None of these things happened, of course. Or, rather, they happened as part of role-playing games, where I played the role of a fictional hero in a mutually created story. But, in some way, they are my memories, they’re part of what I remember of my life and they go some way to explaining who I am. I’m sure any role-player out there will understand what I mean.

It strikes me therefore that roleplaying games are very powerful tools. They can actually affect our memories, who we are. Maybe, almost 40 years after their invention, we’re only now beginning to realise their importance in the construction of our virtual selves. Especially as video roleplaying games become ever more realistic, and they too begin to create memories of things which never happened in the “real” world. Let me tell you of some of my adventures in Skyrim…

What do you think, folks? Has your sense of self been affected by being a gamer? Do you have memories from roleplaying games you treasure as if they’d happened to you yourself?

2 Comments leave one →
  1. Nathaniel permalink
    January 13, 2012 4:37 pm

    This actually leads to another question, Say-rah: do video games really cater to that same sort of personal resonance that a TTRPG provides? Do you, for example, fondly remember your time as Super Mario or does it exist less a a personal experience and more of a ‘game I played?’

    I certainly don’t recall my time as James Bond, Odd-Job or any of a dozen other characters from Golden-Eye on the 64 as anything more than a blur of time spent with friends running around shooting things, while my memories of my first ever trip through the Keep on the Borderlands as a bold Halfling Thief are burned into my memory as a personal tale. I question whether video games, which are by their nature either limited in scope, duplicate the experiences of everyone else and/or constantly talked about from everyone’s point of view on the intertubes can truly ever reach the level of ‘exo-memory’ that TTRPGs do. Even my time as Gordon from Half-Life, a very gripping video game tale, doesn’t resonate as a personal experience for me like my time as that scruffy and rather accident prone thief.

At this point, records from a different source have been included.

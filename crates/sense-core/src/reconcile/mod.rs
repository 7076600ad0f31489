//! Converge the plugin list of a compose document to a requested state.
//!
//! The reconciler computes the smallest set of text edits that makes the
//! requested plugins enabled or disabled, then applies them in one batch.
//! Untouched entries, comments, and formatting are preserved exactly.

mod apply;

pub use apply::{apply, auto_selection, ApplyOptions, ApplyOutcome, Selection};

use crate::compose::{
    ComposeDocument, ComposeError, Edit, EnabledField, PluginEntry, SequenceShape,
};
use indexmap::IndexSet;
use serde::Serialize;
use std::path::PathBuf;
use thiserror::Error;
use tracing::debug;

#[derive(Debug, Error)]
pub enum ReconcileError {
    #[error("no plugin list to reconcile in {path}: {reason} (add a `perception.custom` list to the first agent)")]
    TargetMissing { path: PathBuf, reason: String },

    #[error("plugins requested for both enable and disable: {}", .names.join(", "))]
    ConflictingRequest { names: Vec<String> },

    #[error("plugin `{name}` in {path} is not a mapping and cannot be edited")]
    UnsupportedEntry { path: PathBuf, name: String },

    #[error(transparent)]
    Document(#[from] ComposeError),
}

#[derive(Debug, Clone, Copy, PartialEq, Eq, Serialize)]
#[serde(rename_all = "snake_case")]
pub enum ChangeKind {
    /// `enabled` set to true.
    Enabled,
    /// `enabled` set to false.
    Disabled,
    /// New entry added at the end of the list.
    Appended,
    /// Already in the requested state.
    Unchanged,
    /// Disable requested for a plugin the document does not declare.
    Ignored,
}

impl std::fmt::Display for ChangeKind {
    fn fmt(&self, f: &mut std::fmt::Formatter<'_>) -> std::fmt::Result {
        let s = match self {
            ChangeKind::Enabled => "enabled",
            ChangeKind::Disabled => "disabled",
            ChangeKind::Appended => "appended",
            ChangeKind::Unchanged => "unchanged",
            ChangeKind::Ignored => "ignored",
        };
        f.write_str(s)
    }
}

#[derive(Debug, Clone, PartialEq, Eq, Serialize)]
pub struct PluginChange {
    pub name: String,
    pub kind: ChangeKind,
}

/// What a reconcile pass did, in the order it was decided.
#[derive(Debug, Clone, Default, PartialEq, Eq, Serialize)]
pub struct ReconcileReport {
    pub agent: String,
    pub changes: Vec<PluginChange>,
}

impl ReconcileReport {
    /// True when the document text was (or would be) modified.
    pub fn has_changes(&self) -> bool {
        self.changes.iter().any(|c| {
            matches!(
                c.kind,
                ChangeKind::Enabled | ChangeKind::Disabled | ChangeKind::Appended
            )
        })
    }

    pub fn names(&self, kind: ChangeKind) -> Vec<&str> {
        self.changes
            .iter()
            .filter(|c| c.kind == kind)
            .map(|c| c.name.as_str())
            .collect()
    }

    fn push(&mut self, name: &str, kind: ChangeKind) {
        self.changes.push(PluginChange {
            name: name.to_string(),
            kind,
        });
    }
}

/// Trim names, drop blanks and duplicates. First occurrence wins.
pub fn normalize_names<S: AsRef<str>>(names: &[S]) -> IndexSet<String> {
    names
        .iter()
        .map(|n| n.as_ref().trim())
        .filter(|n| !n.is_empty())
        .map(str::to_string)
        .collect()
}

/// Reconcile `doc` so that `to_enable` plugins are enabled and `to_disable`
/// plugins are disabled.
///
/// On error the document is left unchanged.
pub fn reconcile<S: AsRef<str>>(
    doc: &mut ComposeDocument,
    to_enable: &[S],
    to_disable: &[S],
) -> Result<ReconcileReport, ReconcileError> {
    let mut pending_enable = normalize_names(to_enable);
    let mut pending_disable = normalize_names(to_disable);

    let overlap: Vec<String> = pending_enable
        .iter()
        .filter(|n| pending_disable.contains(*n))
        .cloned()
        .collect();
    if !overlap.is_empty() {
        return Err(ReconcileError::ConflictingRequest { names: overlap });
    }

    let sequence = doc
        .plugin_sequence()
        .map_err(|missing| ReconcileError::TargetMissing {
            path: doc.path().to_path_buf(),
            reason: missing.reason,
        })?;

    let mut report = ReconcileReport {
        agent: sequence.agent.clone(),
        changes: Vec::new(),
    };
    let mut edits = Vec::new();
    let mut flow_overrides = Vec::new();

    for entry in &sequence.entries {
        let Some(name) = entry.name.as_deref() else {
            continue;
        };
        let target = if pending_enable.shift_remove(name) {
            true
        } else if pending_disable.shift_remove(name) {
            false
        } else {
            continue;
        };

        if !needs_change(entry, target) {
            report.push(name, ChangeKind::Unchanged);
            continue;
        }
        match &sequence.shape {
            SequenceShape::Flow { .. } => flow_overrides.push((entry.index, target)),
            SequenceShape::Block { .. } => match enabled_edit(doc, entry, target) {
                Some(edit) => edits.push(edit),
                None => {
                    return Err(ReconcileError::UnsupportedEntry {
                        path: doc.path().to_path_buf(),
                        name: name.to_string(),
                    })
                }
            },
        }
        let kind = if target {
            ChangeKind::Enabled
        } else {
            ChangeKind::Disabled
        };
        report.push(name, kind);
    }

    let appended: Vec<String> = pending_enable.iter().cloned().collect();
    let new_items = sequence.render_items(&appended, doc.newline());
    match &sequence.shape {
        SequenceShape::Block { insert_at } => {
            if !appended.is_empty() {
                edits.push(doc.insertion_at(*insert_at, &new_items));
            }
        }
        SequenceShape::Flow {
            span,
            insert_at,
            items,
        } => {
            if !appended.is_empty() || !flow_overrides.is_empty() {
                let mut block = sequence.render_flow_items(items, &flow_overrides, doc.newline());
                block.push_str(&new_items);
                edits.push(Edit::replace(span.clone(), ""));
                edits.push(doc.insertion_at(*insert_at, &block));
            }
        }
    }
    for name in &appended {
        report.push(name, ChangeKind::Appended);
    }

    for name in &pending_disable {
        report.push(name, ChangeKind::Ignored);
    }

    if !edits.is_empty() {
        debug!(
            path = %doc.path().display(),
            edits = edits.len(),
            "applying compose edits"
        );
        doc.apply_edits(edits)?;
    }

    Ok(report)
}

/// Whether `entry` must be edited to reach `target`. An explicit value is
/// rewritten unless it is already the matching boolean.
fn needs_change(entry: &PluginEntry, target: bool) -> bool {
    match &entry.enabled {
        EnabledField::Absent => !target,
        EnabledField::Present { value, .. } => *value != Some(target),
    }
}

/// Edit that sets an entry's `enabled` key to `target`. Flow mapping items
/// are rewritten in block style; other non-mapping items cannot be edited.
fn enabled_edit(doc: &ComposeDocument, entry: &PluginEntry, target: bool) -> Option<Edit> {
    if !entry.editable {
        return entry.flow_rewrite(doc, target);
    }
    let literal = if target { "true" } else { "false" };
    let edit = match &entry.enabled {
        EnabledField::Absent => {
            let line = format!(
                "{}enabled: {}{}",
                " ".repeat(entry.key_indent),
                literal,
                doc.newline()
            );
            doc.insertion_at(entry.end, &line)
        }
        EnabledField::Present {
            span, empty: true, ..
        } => Edit::insert(span.start, format!(" {}", literal)),
        EnabledField::Present { span, .. } => Edit::replace(span.clone(), literal),
    };
    Some(edit)
}
//! The capability catalog.
//!
//! A [`Catalog`] is an immutable list of capability definitions passed to
//! detection and install-hint lookups. [`Catalog::builtin`] holds the
//! perception plugins shipped with the agent; tests build their own.

use sense_common::{
    Capability, Category, Dependency, InstallHint, Platform,
};
use std::collections::HashSet;
use thiserror::Error;

#[derive(Debug, Error, PartialEq, Eq)]
pub enum CatalogError {
    #[error("duplicate capability name: {0}")]
    DuplicateName(String),
}

#[derive(Debug, Clone, PartialEq, Eq)]
pub struct Catalog {
    capabilities: Vec<Capability>,
}

impl Catalog {
    /// Build a catalog. Names must be unique.
    pub fn new(capabilities: Vec<Capability>) -> Result<Self, CatalogError> {
        let mut seen = HashSet::new();
        for cap in &capabilities {
            if !seen.insert(cap.name.as_str()) {
                return Err(CatalogError::DuplicateName(cap.name.clone()));
            }
        }
        Ok(Self { capabilities })
    }

    /// The built-in perception plugins.
    pub fn builtin() -> Self {
        Self {
            capabilities: builtin_capabilities(),
        }
    }

    pub fn len(&self) -> usize {
        self.capabilities.len()
    }

    pub fn is_empty(&self) -> bool {
        self.capabilities.is_empty()
    }

    pub fn iter(&self) -> std::slice::Iter<'_, Capability> {
        self.capabilities.iter()
    }

    pub fn capabilities(&self) -> &[Capability] {
        &self.capabilities
    }

    pub fn by_name(&self, name: &str) -> Option<&Capability> {
        self.capabilities.iter().find(|c| c.name == name)
    }

    pub fn by_category(&self, category: Category) -> impl Iterator<Item = &Capability> {
        self.capabilities
            .iter()
            .filter(move |c| c.category == category)
    }

    /// A catalog holding only the entries of one category.
    pub fn restricted_to(&self, category: Category) -> Catalog {
        Catalog {
            capabilities: self.by_category(category).cloned().collect(),
        }
    }

    /// First install hint declared for a dependency called `dependency`.
    pub fn find_install_hint(&self, dependency: &str) -> Option<&InstallHint> {
        self.capabilities
            .iter()
            .flat_map(|c| c.dependencies.iter())
            .filter(|d| d.name == dependency)
            .find_map(|d| d.install.as_ref())
    }
}

impl<'a> IntoIterator for &'a Catalog {
    type Item = &'a Capability;
    type IntoIter = std::slice::Iter<'a, Capability>;

    fn into_iter(self) -> Self::IntoIter {
        self.capabilities.iter()
    }
}

fn git(required: bool) -> Dependency {
    Dependency::binary("git", required).with_install(InstallHint::brew("git"))
}

fn docker(required: bool) -> Dependency {
    Dependency::binary("docker", required).with_install(InstallHint::brew("docker"))
}

fn jq(required: bool) -> Dependency {
    Dependency::binary("jq", required).with_install(InstallHint::brew("jq"))
}

fn gh(required: bool) -> Dependency {
    Dependency::binary("gh", required).with_install(InstallHint::brew("gh"))
}

fn python3(required: bool) -> Dependency {
    Dependency::binary("python3", required).with_install(InstallHint::brew("python@3.11"))
}

fn curl(required: bool) -> Dependency {
    Dependency::binary("curl", required)
}

fn pinchtab(required: bool) -> Dependency {
    Dependency::service("pinchtab", "localhost:9867", required)
}

fn macos_only() -> Platform {
    Platform::os(&["macos"])
}

fn builtin_capabilities() -> Vec<Capability> {
    use Category::{Chrome, Heartbeat, Telegram, Workspace};

    vec![
        // workspace
        Capability::new(
            "state-changes",
            "./plugins/state-watcher.sh",
            "Workspace state changes (files, processes, git)",
            Workspace,
        )
        .enabled_by_default()
        .with_dependency(docker(false))
        .with_dependency(git(false))
        .with_dependency(Dependency::binary("lsof", false)),
        Capability::new(
            "tasks",
            "./plugins/task-tracker.sh",
            "Task tracking from HEARTBEAT.md",
            Workspace,
        )
        .enabled_by_default()
        .with_dependency(git(false)),
        Capability::new(
            "focus-context",
            "./plugins/focus-context.sh",
            "Current app focus context (macOS)",
            Workspace,
        )
        .enabled_by_default()
        .with_platform(macos_only())
        .with_dependency(Dependency::binary("osascript", true)),
        Capability::new(
            "mobile",
            "./plugins/mobile-perception.sh",
            "Mobile sensor data (GPS, accelerometer)",
            Workspace,
        )
        .enabled_by_default()
        .with_dependency(jq(true))
        .with_dependency(curl(false))
        .with_dependency(python3(false)),
        Capability::new(
            "claude-code-inbox",
            "./plugins/claude-code-inbox.sh",
            "Claude Code message inbox",
            Workspace,
        )
        .enabled_by_default(),
        Capability::new(
            "chat-room-inbox",
            "./plugins/chat-room-inbox.sh",
            "Chat room message inbox",
            Workspace,
        )
        .enabled_by_default(),
        Capability::new(
            "git-detail",
            "./plugins/git-status.sh",
            "Detailed git status and recent commits",
            Workspace,
        )
        .with_dependency(git(true)),
        // chrome
        Capability::new(
            "chrome",
            "./plugins/chrome-status.sh",
            "Chrome browser tab and page status",
            Chrome,
        )
        .enabled_by_default()
        .with_dependency(curl(true))
        .with_dependency(python3(true))
        .with_dependency(pinchtab(false)),
        Capability::new(
            "web",
            "./plugins/web-fetch.sh",
            "Web page fetching via Pinchtab",
            Chrome,
        )
        .enabled_by_default()
        .with_timeout_ms(15_000)
        .with_dependency(curl(true))
        .with_dependency(pinchtab(false))
        .with_dependency(Dependency::env_var("XAI_API_KEY", false)),
        Capability::new(
            "screen-vision",
            "./plugins/screen-vision.sh",
            "Screen OCR via Pinchtab + ocrmac",
            Chrome,
        )
        .with_dependency(curl(true))
        .with_dependency(pinchtab(true))
        .with_dependency(Dependency::python("ocrmac", true).with_install(InstallHint::pip("ocrmac"))),
        // telegram
        Capability::new(
            "telegram-inbox",
            "./plugins/telegram-inbox.sh",
            "Telegram message inbox",
            Telegram,
        )
        .enabled_by_default()
        .with_dependency(Dependency::env_var("TELEGRAM_BOT_TOKEN", true)),
        // heartbeat
        Capability::new(
            "docker",
            "./plugins/docker-status.sh",
            "Docker container status",
            Heartbeat,
        )
        .with_dependency(docker(true)),
        Capability::new(
            "docker-services",
            "./plugins/docker-services.sh",
            "Docker service health checks",
            Heartbeat,
        )
        .enabled_by_default()
        .with_dependency(docker(true))
        .with_dependency(curl(false)),
        Capability::new(
            "github-issues",
            "./plugins/github-issues.sh",
            "GitHub issues tracking",
            Heartbeat,
        )
        .enabled_by_default()
        .with_dependency(gh(true))
        .with_dependency(jq(true)),
        Capability::new(
            "github-prs",
            "./plugins/github-prs.sh",
            "GitHub pull requests tracking",
            Heartbeat,
        )
        .enabled_by_default()
        .with_dependency(gh(true))
        .with_dependency(jq(true)),
        Capability::new(
            "x-feed",
            "./plugins/x-perception.sh",
            "X/Twitter feed via Grok API",
            Heartbeat,
        )
        .enabled_by_default()
        .with_timeout_ms(35_000)
        .with_dependency(curl(true))
        .with_dependency(jq(true))
        .with_dependency(Dependency::env_var("XAI_API_KEY", true)),
        Capability::new(
            "self-awareness",
            "./plugins/self-awareness.sh",
            "Agent self-awareness metrics",
            Heartbeat,
        )
        .enabled_by_default(),
        Capability::new(
            "self-healing",
            "./plugins/self-healing.sh",
            "Auto-detect and repair system issues",
            Heartbeat,
        )
        .enabled_by_default()
        .with_dependency(curl(false))
        .with_dependency(docker(false))
        .with_dependency(git(false)),
        Capability::new(
            "anomaly-detector",
            "./plugins/anomaly-detector.sh",
            "Anomaly detection in logs and metrics",
            Heartbeat,
        )
        .enabled_by_default(),
        Capability::new(
            "feedback-status",
            "./plugins/feedback-status.sh",
            "Feedback loop status monitoring",
            Heartbeat,
        )
        .enabled_by_default(),
        Capability::new(
            "website",
            "./plugins/website-monitor.sh",
            "Website monitoring and health check",
            Heartbeat,
        )
        .enabled_by_default()
        .with_timeout_ms(15_000)
        .with_dependency(curl(true)),
        // off by default
        Capability::new(
            "disk",
            "./plugins/disk-usage.sh",
            "Disk usage monitoring",
            Heartbeat,
        ),
        Capability::new(
            "brew",
            "./plugins/homebrew-outdated.sh",
            "Homebrew outdated packages",
            Heartbeat,
        )
        .with_timeout_ms(10_000)
        .with_platform(macos_only())
        .with_dependency(Dependency::binary("brew", true)),
        Capability::new(
            "ports",
            "./plugins/port-check.sh",
            "Network port status check",
            Heartbeat,
        )
        .with_dependency(Dependency::binary("lsof", false)),
        Capability::new(
            "handoff-watcher",
            "./plugins/handoff-watcher.sh",
            "Watch handoff directory for changes",
            Workspace,
        ),
        Capability::new(
            "lighthouse-audit",
            "./plugins/lighthouse-audit.sh",
            "Lighthouse web audit",
            Heartbeat,
        )
        .with_dependency(
            Dependency::binary("lighthouse", true)
                .with_install(InstallHint::manual("npm install -g lighthouse")),
        ),
        Capability::new(
            "skeptic",
            "./plugins/skeptic.sh",
            "Skeptic analysis plugin",
            Heartbeat,
        ),
    ]
}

    MMO’s come close, as you can still make your own unique character, but there is still that obvious meta-game layer of grinding instances instead of going on a personal quests, camping spawn points instead of exploring personalized adventures, delineating roles by function like ‘Tank’ or ‘Ranged DPS’ instead of character concepts like ‘holy warrior’ or ‘cunning thief’ that makes them feel more like a game than a personal story in my mind. And that probably explains why 4E never worked for me, either, as it’s focus seemed to be more on gaming the game rather than being the character of my own personal novel, as I felt the very first time I struck out from that lonely border keep 30 some odd years ago…

  2. Corone permalink
    January 13, 2012 2:53 pm

    I’m looking forward to when we all get a little old and senile,
    and start thinking we actually were wizards and heroes in fantasy worlds when we were younger.

    Mind you, if we have large print books and the GM doesn’t mind regular naps during play I suspect we’ll still be gaming.